Solutions to these exercises are in chap03soln.ipynb.

Exercise 1 Run and listen to the examples in chap03.ipynb, which is in the repository for this book, and also available at http://tinyurl.com/thinkdsp03.

In the leakage example, try replacing the Hamming window with one of the other windows provided by NumPy, and see what effect they have on leakage. See http://docs.scipy.org/doc/numpy/reference/routines.window.html

Exercise 2 Write a class called SawtoothChirp that extends Chirp and overrides evaluate to generate a sawtooth waveform with frequency that increases (or decreases) linearly.

Hint: combine the evaluate functions from Chirp and SawtoothSignal.

Draw a sketch of what you think the spectrogram of this signal looks like, and then plot it.

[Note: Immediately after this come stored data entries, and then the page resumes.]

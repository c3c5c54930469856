use clap::Parser;
use colored::*;
use tracing_subscriber::EnvFilter;

use nmapscope::app::{self, Console};
use nmapscope::cli::Cli;
use nmapscope::config::Config;

#[tokio::main]
async fn main() {
    let cli = Cli::parse();

    init_tracing(cli.verbose);
    if cli.no_color {
        colored::control::set_override(false);
    }

    let config = Config::load();
    let mut console = Console::new(std::io::stdout(), std::io::stderr(), cli.is_json());

    let code = match app::run(&cli, &config, &mut console).await {
        Ok(code) => code,
        Err(e) => {
            println!("\n{} {}", "❌ Scan failed:".red().bold(), e);
            1
        }
    };
    std::process::exit(code);
}

fn init_tracing(verbose: bool) {
    let default_filter = if verbose { "nmapscope=debug" } else { "warn" };
    let filter = EnvFilter::try_from_default_env()
        .unwrap_or_else(|_| EnvFilter::new(default_filter));

    tracing_subscriber::fmt()
        .with_env_filter(filter)
        .with_writer(std::io::stderr)
        .with_target(false)
        .init();
}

The effect of aliasing should be visually apparent, and if you listen carefully, you can hear it.

Exercise 3 Make a sawtooth chirp that sweeps from 2500 to 3000 Hz, then use it to make a wave with duration 1 s and framerate 20 kHz. Draw a sketch of what you think the spectrum will look like. Then plot the spectrum and see if you got it right.

Exercise 4 In musical terminology, a “glissando” is a note that slides from one pitch to another, so it is similar to a chirp.

Find or make a recording of a glissando and plot a spectrogram of the first few seconds. One suggestion: George Gershwin’s Rhapsody in Blue starts with a famous clarinet glissando, which you can download from http://archive.org/details/rhapblue11924.

Exercise 5 A trombone player can play a glissando by extending the trombone slide while blowing continuously. As the slide extends, the total length of the tube gets longer, and the resulting pitch is inversely proportional to length.

Assuming that the player moves the slide at a constant speed, how does frequency vary with time?

Write a class called TromboneGliss that extends Chirp and provides evaluate. Make a wave that simulates a trombone glissando from C3 up to F3 and back down to C3. C3 is 262 Hz; F3 is 349 Hz.

Plot a spectrogram of the resulting wave. Is a trombone glissando more like a linear or exponential chirp?

Exercise 6 Make or find a recording of a series of vowel sounds and look at the spectrogram. Can you identify different vowels?